WHO on new guidance to promote Strong, Efficient and Sustainable Regulatory Systems
29 April 2021 Departmental news Reading time: 2 min (546 words)
The World Health Organization, (WHO) has recently published two documents that will be critical for countries’ regulatory system strengthening activities, including regulatory cooperation, convergence and transparency.
Good Regulatory Practices (GRP) and Good Reliance Practices (GReP), published as Annexes 10 and 11 in the 55th report of the WHO Expert Committee on Specifications for Pharmaceutical Preparations (ECSPP) (WHO Technical Report Series 1033)1 aim to support countries in improving the oversight and regulation of medicines and health products, and to promote greater collaboration between regulators regionally and internationally to leverage resources more efficiently and ensure quality health products reach people faster.
“Efficient regulation of medical products through the implementation of Good Regulatory Practices is now needed more than ever to face the current regulatory oversight challenges posed by the global pandemic,” said Dr Mariângela Simão, WHO Assistant Director-General, Access to Medicines and Health Products “Reliance and cooperation between regulators have been key in facilitating emergency authorizations for Covid-19 health tools and rapid responses when suspected side effects have emerged.”
Good Regulatory Practices
The Good Regulatory Practices (GRP) document provides advice to establish and implement sound, affordable, efficient regulation of medical products as an important part of health system performance and sustainability. It presents widely recognized principles derived from an extensive review of public documents issued by governments and multilateral organizations as well as many consultative workshops, benchmarking exercises and interactions with countries’ realities.
The nine principles presented in this document – legality, consistency, independence, impartiality, proportionality, flexibility, clarity, efficiency and transparency – are relevant to all authorities responsible for the regulation of medical products, irrespective of their resources, sophistication or regulatory model. Regulated parties and other stakeholders also have important roles to play in implementing GRP and achieving an efficient regulatory environment.
Good Reliance Practices
WHO supports reliance among regulators to make the best use of available resources and expertise. This principle allows leveraging the output of other regulators whenever possible while placing a greater focus at national level on value-added regulatory activities. The purpose of the Good Reliance Practices (GRelP) is to promote a more efficient approach to regulation, thereby improving and expediting access to quality-assured, effective and safe medical products.
The guidance was developed based on recommendations on regulatory reliance principles of the Pan American Health Organization and the Pan American Network for Drug Regulatory Harmonization2 and on responses to a survey on reliance conducted among regulatory authorities in 2018-2019 on behalf of the International Pharmaceutical Regulators Programme3.
GRelP presents the overarching principles of regulatory reliance in the field of regulation of medical products4, addressing all the regulatory functions in the life cycle of these products.
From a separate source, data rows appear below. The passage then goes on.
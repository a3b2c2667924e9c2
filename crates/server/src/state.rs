//! Application state shared across handlers.

use std::sync::Arc;

use crate::kv::KvStore;
use crate::storage::ObjectStorage;

/// Application state shared across all handlers.
///
/// Cheap to clone; the backends live behind one `Arc`.
#[derive(Clone)]
pub struct AppState {
    inner: Arc<AppStateInner>,
}

struct AppStateInner {
    kv: Arc<dyn KvStore>,
    storage: Arc<dyn ObjectStorage>,
}

impl AppState {
    /// Create application state from a key-value store and object storage.
    #[must_use]
    pub fn new(kv: Arc<dyn KvStore>, storage: Arc<dyn ObjectStorage>) -> Self {
        Self {
            inner: Arc::new(AppStateInner { kv, storage }),
        }
    }

    /// Key-value store holding fabrics and roles.
    #[must_use]
    pub fn kv(&self) -> &dyn KvStore {
        self.inner.kv.as_ref()
    }

    /// Shared handle to the key-value store, for background tasks.
    #[must_use]
    pub fn kv_handle(&self) -> Arc<dyn KvStore> {
        Arc::clone(&self.inner.kv)
    }

    /// Object storage holding fabric images.
    #[must_use]
    pub fn storage(&self) -> &dyn ObjectStorage {
        self.inner.storage.as_ref()
    }

    /// Shared handle to object storage, for background tasks.
    #[must_use]
    pub fn storage_handle(&self) -> Arc<dyn ObjectStorage> {
        Arc::clone(&self.inner.storage)
    }
}

impl std::fmt::Debug for AppState {
    fn fmt(&self, f: &mut std::fmt::Formatter<'_>) -> std::fmt::Result {
        f.debug_struct("AppState").finish_non_exhaustive()
    }
}
/// Body of a fabric update request. Absent fields are left untouched.
///
/// The nullable URL fields distinguish an absent key (keep the stored value)
/// from an explicit `null` (clear it).
#[derive(Debug, Clone, Default, PartialEq, Eq, Serialize, Deserialize)]
#[serde(rename_all = "camelCase")]
pub struct FabricPatch {
    #[serde(default, skip_serializing_if = "Option::is_none")]
    pub name: Option<String>,
    #[serde(default, skip_serializing_if = "Option::is_none")]
    pub category: Option<String>,
    #[serde(default, skip_serializing_if = "Option::is_none")]
    pub color: Option<String>,
    #[serde(
        default,
        deserialize_with = "nullable",
        skip_serializing_if = "Option::is_none"
    )]
    pub texture_pattern: Option<Option<String>>,
    #[serde(
        default,
        deserialize_with = "nullable",
        skip_serializing_if = "Option::is_none"
    )]
    pub texture_url: Option<Option<String>>,
    #[serde(
        default,
        deserialize_with = "nullable",
        skip_serializing_if = "Option::is_none"
    )]
    pub normal_map_url: Option<Option<String>>,
    #[serde(
        default,
        deserialize_with = "nullable",
        skip_serializing_if = "Option::is_none"
    )]
    pub roughness_map_url: Option<Option<String>>,
    #[serde(
        default,
        deserialize_with = "nullable",
        skip_serializing_if = "Option::is_none"
    )]
    pub ao_map_url: Option<Option<String>>,
    #[serde(
        default,
        deserialize_with = "nullable",
        skip_serializing_if = "Option::is_none"
    )]
    pub displacement_map_url: Option<Option<String>>,
    #[serde(default, skip_serializing_if = "Option::is_none")]
    pub description: Option<String>,
    #[serde(
        default,
        with = "rust_decimal::serde::float_option",
        skip_serializing_if = "Option::is_none"
    )]
    pub price_per_meter: Option<Decimal>,
    #[serde(default, skip_serializing_if = "Option::is_none")]
    pub composition: Option<String>,
    #[serde(default, skip_serializing_if = "Option::is_none")]
    pub water_resistant: Option<bool>,
    #[serde(default, skip_serializing_if = "Option::is_none")]
    pub uv_resistant: Option<bool>,
    #[serde(default, skip_serializing_if = "Option::is_none")]
    pub active: Option<bool>,
    #[serde(default, skip_serializing_if = "Option::is_none")]
    pub order: Option<i32>,
    #[serde(default, skip_serializing_if = "Option::is_none")]
    pub tags: Option<Vec<String>>,
}

/// Present-but-null becomes `Some(None)`; an absent key stays `None` via `default`.
fn nullable<'de, D, T>(deserializer: D) -> Result<Option<Option<T>>, D::Error>
where
    D: Deserializer<'de>,
    T: Deserialize<'de>,
{
    Option::<T>::deserialize(deserializer).map(Some)
}

// =============================================================================
// Filters and categories
// =============================================================================

/// Equality filters for listing fabrics. `None` means "do not filter".
#[derive(Debug, Clone, Default, PartialEq, Eq, Hash, Serialize, Deserialize)]
pub struct FabricFilter {
    #[serde(default, skip_serializing_if = "Option::is_none")]
    pub category: Option<String>,
    #[serde(default, skip_serializing_if = "Option::is_none")]
    pub active: Option<bool>,
}

impl FabricFilter {
    /// Only active fabrics, any category.
    #[must_use]
    pub const fn active_only() -> Self {
        Self {
            category: None,
            active: Some(true),
        }
    }

    /// Build a filter from raw query-string values.
    ///
    /// An empty category is ignored. `active` is `true` only for the exact
    /// string `"true"`; any other present value filters for inactive fabrics.
    #[must_use]
    pub fn from_query(category: Option<&str>, active: Option<&str>) -> Self {
        Self {
            category: category.filter(|c| !c.is_empty()).map(str::to_owned),
            active: active.map(|a| a == "true"),
        }
    }

    /// Whether a fabric satisfies every supplied filter.
    #[must_use]
    pub fn matches(&self, fabric: &Fabric) -> bool {
        self.category
            .as_deref()
            .is_none_or(|category| fabric.category == category)
            && self.active.is_none_or(|active| fabric.active == active)
    }
}

/// A fabric category with the number of active fabrics in it.
#[derive(Debug, Clone, PartialEq, Eq, Serialize, Deserialize)]
#[serde(rename_all = "camelCase")]
pub struct FabricCategory {
    pub name: String,
    pub count: usize,
    pub display_name: String,
}

impl FabricCategory {
    /// Derive the category list from a full set of fabrics, sorted by name.
    #[must_use]
    pub fn summarize(fabrics: &[Fabric]) -> Vec<Self> {
        let mut names: Vec<&str> = fabrics.iter().map(|f| f.category.as_str()).collect();
        names.sort_unstable();
        names.dedup();

        names
            .into_iter()
            .map(|name| Self {
                name: name.to_owned(),
                count: fabrics
                    .iter()
                    .filter(|f| f.active && f.category == name)
                    .count(),
                display_name: category_display_name(name).to_owned(),
            })
            .collect()
    }
}

/// Human-readable label for the known categories; unknown ones are shown as-is.
#[must_use]
pub fn category_display_name(category: &str) -> &str {
    match category {
        "outdoor" => "Outdoor",
        "indoor" => "Indoor",
        "premium" => "Premium",
        "sunproof" => "Sunproof",
        other => other,
    }
}

#[cfg(test)]
#[allow(clippy::unwrap_used)]
mod tests {
    use super::*;

    fn fabric(id: &str, name: &str, category: &str, order: i32, active: bool) -> Fabric {
        let mut f = NewFabric::new(id, name, category)
            .into_fabric(Utc::now())
            .unwrap();
        f.order = order;
        f.active = active;
        f
    }

    #[test]
    fn test_new_fabric_defaults() {
        let now = Utc::now();
        let f = NewFabric::new("linen", "Linen", "indoor")
            .into_fabric(now)
            .unwrap();
        assert_eq!(f.color, DEFAULT_COLOR);
        assert_eq!(f.order, DEFAULT_ORDER);
        assert_eq!(f.price_per_meter, Decimal::ZERO);
        assert!(f.active);
        assert!(!f.water_resistant);
        assert!(!f.uv_resistant);
        assert!(f.tags.is_empty());
        assert_eq!(f.created_at, now);
        assert_eq!(f.updated_at, now);
    }

    #[test]
    fn test_new_fabric_requires_fields() {
        let missing_name = NewFabric {
            id: Some("x".into()),
            category: Some("outdoor".into()),
            ..NewFabric::default()
        };
        assert_eq!(missing_name.into_fabric(Utc::now()), Err(MissingFieldsError));

        let empty_id = NewFabric::new("", "Name", "outdoor");
        assert_eq!(empty_id.into_fabric(Utc::now()), Err(MissingFieldsError));
    }

    #[test]
    fn test_explicit_inactive_is_kept() {
        let body: NewFabric =
            serde_json::from_str(r#"{"id":"a","name":"A","category":"c","active":false}"#)
                .unwrap();
        assert!(!body.into_fabric(Utc::now()).unwrap().active);
    }

    #[test]
    fn test_patch_distinguishes_null_from_absent() {
        let mut f = fabric("a", "A", "sunproof", 1, true);
        f.texture_url = Some("https://cdn/a.png".into());
        f.normal_map_url = Some("https://cdn/a_normal.png".into());

        let patch: FabricPatch =
            serde_json::from_str(r#"{"normalMapUrl":null,"pricePerMeter":52.5}"#).unwrap();
        f.apply(patch, Utc::now());

        assert_eq!(f.texture_url.as_deref(), Some("https://cdn/a.png"));
        assert_eq!(f.normal_map_url, None);
        assert_eq!(f.price_per_meter, Decimal::new(525, 1));
    }

    #[test]
    fn test_patch_keeps_id_and_dedups_tags() {
        let mut f = fabric("a", "A", "sunproof", 1, true);
        let patch = FabricPatch {
            name: Some("Renamed".into()),
            tags: Some(vec!["outdoor".into(), "premium".into(), "outdoor".into()]),
            ..FabricPatch::default()
        };
        f.apply(patch, Utc::now());
        assert_eq!(f.id.as_str(), "a");
        assert_eq!(f.name, "Renamed");
        assert_eq!(f.tags, vec!["outdoor".to_string(), "premium".to_string()]);
    }

    #[test]
    fn test_filter_from_query() {
        let f = FabricFilter::from_query(Some(""), Some("true"));
        assert_eq!(f.category, None);
        assert_eq!(f.active, Some(true));

        // Anything other than "true" means inactive.
        let f = FabricFilter::from_query(Some("outdoor"), Some("1"));
        assert_eq!(f.category.as_deref(), Some("outdoor"));
        assert_eq!(f.active, Some(false));

        assert_eq!(FabricFilter::from_query(None, None), FabricFilter::default());
    }

    #[test]
    fn test_filter_matches_every_supplied_field() {
        let f = fabric("a", "A", "outdoor", 1, false);
        assert!(FabricFilter::default().matches(&f));
        assert!(FabricFilter::from_query(Some("outdoor"), None).matches(&f));
        assert!(!FabricFilter::from_query(Some("outdoor"), Some("true")).matches(&f));
        assert!(!FabricFilter::from_query(Some("indoor"), Some("false")).matches(&f));
    }

    #[test]
    fn test_catalog_order() {
        let mut fabrics = vec![
            fabric("c", "beige", "sunproof", 2, true),
            fabric("b", "Zand", "sunproof", 1, true),
            fabric("a", "Antraciet", "sunproof", 1, true),
            fabric("d", "Azuur", "sunproof", 2, true),
        ];
        Fabric::sort_catalog(&mut fabrics);
        let names: Vec<_> = fabrics.iter().map(|f| f.name.as_str()).collect();
        assert_eq!(names, vec!["Antraciet", "Zand", "Azuur", "beige"]);
    }

    #[test]
    fn test_catalog_order_collates_accents_and_case() {
        let mut fabrics = vec![
            fabric("linnen", "Linnen", "sunproof", 1, true),
            fabric("ecru", "Écru", "sunproof", 1, true),
            fabric("lower", "a", "sunproof", 1, true),
            fabric("upper", "A", "sunproof", 1, true),
        ];
        Fabric::sort_catalog(&mut fabrics);
        let names: Vec<_> = fabrics.iter().map(|f| f.name.as_str()).collect();
        assert_eq!(names, vec!["a", "A", "Écru", "Linnen"]);
    }

    #[test]
    fn test_category_summary() {
        let fabrics = vec![
            fabric("a", "A", "sunproof", 1, true),
            fabric("b", "B", "sunproof", 2, false),
            fabric("c", "C", "outdoor", 3, true),
            fabric("d", "D", "linnen", 4, true),
        ];
        let categories = FabricCategory::summarize(&fabrics);
        let summary: Vec<_> = categories
            .iter()
            .map(|c| (c.name.as_str(), c.count, c.display_name.as_str()))
            .collect();
        assert_eq!(
            summary,
            vec![
                ("linnen", 1, "linnen"),
                ("outdoor", 1, "Outdoor"),
                ("sunproof", 1, "Sunproof"),
            ]
        );
    }

    #[test]
    fn test_legacy_record_without_map_urls_deserializes() {
        let json = r##"{
            "id": "sunproof-ocean",
            "name": "Ocean",
            "category": "sunproof",
            "color": "#E8DCC6",
            "texturePattern": null,
            "textureUrl": "https://cdn/ocean.png",
            "description": "",
            "pricePerMeter": 45,
            "composition": "100% Solution Dyed Acrylic",
            "waterResistant": true,
            "uvResistant": true,
            "active": true,
            "order": 100,
            "tags": ["sunproof"],
            "createdAt": "2025-05-01T10:00:00.000Z",
            "updatedAt": "2025-05-01T10:00:00.000Z"
        }"##;
        let f: Fabric = serde_json::from_str(json).unwrap();
        assert_eq!(f.normal_map_url, None);
        assert_eq!(f.price_per_meter, Decimal::from(45));
    }
}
In addition, key concepts, general considerations and discussion on potential barriers and enablers are presented in order to facilitate the implementation of reliance approaches.
Implementation of the two high-level documents will be facilitated by practical guidance and other tools such as a global repository of reliance approaches. They are also completing a set of documents already published by WHO to guide Member States in building efficient regulatory systems, notably the recent release of WHO guideline on the implementation of quality management systems for national regulatory authorities2.________________________________________________
4 Includes medicines, vaccines, blood and blood products and medical devices including in-vitro diagnostics.